On Wed, Jun 4, 2014 at 12:55 PM, Sam Taylor Steyer sste...@stanford.edu wrote:
 Awesome, that worked. Thank you!

 - Original Message -
 From: Krishna Sankar ksanka...@gmail.com
 To: user@spark.apache.org
 Sent: Wednesday, June 4, 2014 12:52:00 PM
 Subject: Re: Trouble launching EC2 Cluster with Spark

 chmod 600 path/FinalKey.pem

 Cheers

 k/


 On Wed, Jun 4, 2014 at 12:49 PM, Sam Taylor Steyer sste...@stanford.edu
 wrote:

 Also, once my friend logged in to his cluster he received the error
 Permissions 0644 for 'FinalKey.pem' are too open. This sounds like the
 other problem described. How do we make the permissions more private?

 Thanks very much,
 Sam

 - Original Message -
 From: Sam Taylor Steyer sste...@stanford.edu
 To: user@spark.apache.org
 Sent: Wednesday, June 4, 2014 12:42:04 PM
 Subject: Re: Trouble launching EC2 Cluster with Spark

 Thanks you! The regions advice solved the problem for my friend who was
 getting the key pair does not exist problem. I am still getting the error:

 ERROR:boto:400 Bad Request
 ERROR:boto:?xml version=1.0 encoding=UTF-8?
 ResponseErrorsErrorCodeInvalidParameterValue/CodeMessageInvalid
 value 'null' for protocol. VPC security group rules must specify protocols
 explicitly./Message/Error/ErrorsRequestID7ff92687-b95a-4a39-94cb-e2d00a6928fd/RequestID/Response

 This sounds like it could have to do with the access settings of the
 security group, but I don't know how to change. Any advice would be much
 appreciated!

 Sam

 - Original Message -
 From: Krishna Sankar ksanka...@gmail.com
 To: user@spark.apache.org
 Sent: Wednesday, June 4, 2014 8:52:59 AM
 Subject: Re: Trouble launching EC2 Cluster with Spark

 One reason could be that the keys are in a different region. Need to create
 the keys in us-east-1-North Virginia.
 Cheers
 k/


 On Wed, Jun 4, 2014 at 7:45 AM, Sam Taylor Steyer sste...@stanford.edu
 wrote:

  Hi,
 
  I am trying to launch an EC2 cluster from spark using the following
  command:
 
  ./spark-ec2 -k HackerPair -i [path]/HackerPair.pem -s 2 launch
  HackerCluster
 
  I set my access key id and secret access key.
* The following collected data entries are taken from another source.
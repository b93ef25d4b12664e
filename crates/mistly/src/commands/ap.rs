//! AP lifecycle command handlers.

use mistly_api::MistClient;
use mistly_core::{
    Ap, ClaimOutcome, CoreError, DeploymentConfig, MacAddress, ProvisionOutcome, Site,
};

use crate::cli::{ApArgs, ApCommand, GlobalOpts};
use crate::error::CliError;

use super::util;

/// Remote id of the configured site, when the document names one that exists.
async fn resolve_site_id(
    client: &MistClient,
    doc: &DeploymentConfig,
) -> Result<Option<String>, CliError> {
    if doc.site.is_none() {
        return Ok(None);
    }
    let site = Site::from_config(client, doc).await?;
    Ok(site.remote_id().map(str::to_owned))
}

pub(super) async fn build<'c>(
    client: &'c MistClient,
    doc: &DeploymentConfig,
    mac: &str,
    site_id: Option<String>,
) -> Result<Ap<'c>, CliError> {
    let settings = doc.ap.clone().unwrap_or_default();
    Ok(Ap::lookup_or_build_pending(client, MacAddress::new(mac), site_id, settings).await?)
}

pub(super) fn report_claim(
    global: &GlobalOpts,
    ap: &Ap<'_>,
    outcome: ClaimOutcome,
) -> Result<(), CliError> {
    match outcome {
        ClaimOutcome::Claimed => util::status(global, &format!("AP {} claimed", ap.mac())),
        ClaimOutcome::AlreadyClaimed => {
            util::status(global, &format!("AP {} already claimed", ap.mac()));
        }
        ClaimOutcome::Rejected => {
            return Err(CliError::rejected("claim", format!("AP {}", ap.mac())));
        }
    }
    Ok(())
}

pub(super) fn report_provision(
    global: &GlobalOpts,
    ap: &Ap<'_>,
    outcome: ProvisionOutcome,
) -> Result<(), CliError> {
    match outcome {
        ProvisionOutcome::Provisioned => {
            util::status(global, &format!("AP {} provisioned", ap.mac()));
        }
        ProvisionOutcome::AlreadyAssigned => {
            util::status(global, &format!("AP {} already on its site", ap.mac()));
        }
        ProvisionOutcome::Rejected => {
            return Err(CliError::rejected("provision", format!("AP {}", ap.mac())));
        }
    }
    Ok(())
}

pub async fn handle(
    client: &MistClient,
    doc: &DeploymentConfig,
    args: ApArgs,
    global: &GlobalOpts,
) -> Result<(), CliError> {
    let org_id = client.org_id().to_owned();
    let site_id = resolve_site_id(client, doc).await?;

    match args.command {
        ApCommand::Claim { mac } => {
            let mut ap = build(client, doc, &mac, site_id).await?;
            let outcome = ap.claim(&org_id).await?;
            report_claim(global, &ap, outcome)
        }

        ApCommand::Provision { mac, name } => {
            let name = name
                .or_else(|| doc.ap.as_ref().and_then(|a| a.name.clone()))
                .ok_or_else(|| CoreError::MissingField {
                    field: "ap.name".into(),
                })?;
            let mut ap = build(client, doc, &mac, site_id).await?;
            let outcome = ap.provision(&name).await?;
            report_provision(global, &ap, outcome)
        }

        ApCommand::Radios { mac } => {
            let mut ap = build(client, doc, &mac, site_id).await?;
            if ap.configure_radios().await?.is_none() {
                return Err(CliError::rejected("configure radios on", format!("AP {}", ap.mac())));
            }
            util::status(global, &format!("AP {} radios configured", ap.mac()));
            Ok(())
        }

        ApCommand::Unassign { mac } => {
            let mut ap = build(client, doc, &mac, site_id).await?;
            if ap.unassign(&org_id).await? {
                util::status(global, &format!("AP {} unassigned", ap.mac()));
            } else if ap.state().assigned {
                return Err(CliError::rejected("unassign", format!("AP {}", ap.mac())));
            } else {
                util::status(global, &format!("AP {} is not assigned to a site", ap.mac()));
            }
            Ok(())
        }

        ApCommand::Release { mac } => {
            let mut ap = build(client, doc, &mac, site_id).await?;
            if ap.release(&org_id).await? {
                util::status(global, &format!("AP {} released", ap.mac()));
            } else if ap.state().claimed {
                return Err(CliError::rejected("release", format!("AP {}", ap.mac())));
            } else {
                util::status(global, &format!("AP {} is not in the inventory", ap.mac()));
            }
            Ok(())
        }
    }
}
I have been getting an
 error
  in the setting up security groups... phase:
 
  Invalid value 'null' for protocol. VPC security groups must specify
  protocols explicitly.
 
  My project partner gets one step further and then gets the error
 
  The key pair 'JamesAndSamTest' does not exist.
 
  Any thoughts as to how we could fix these problems? Thanks a lot!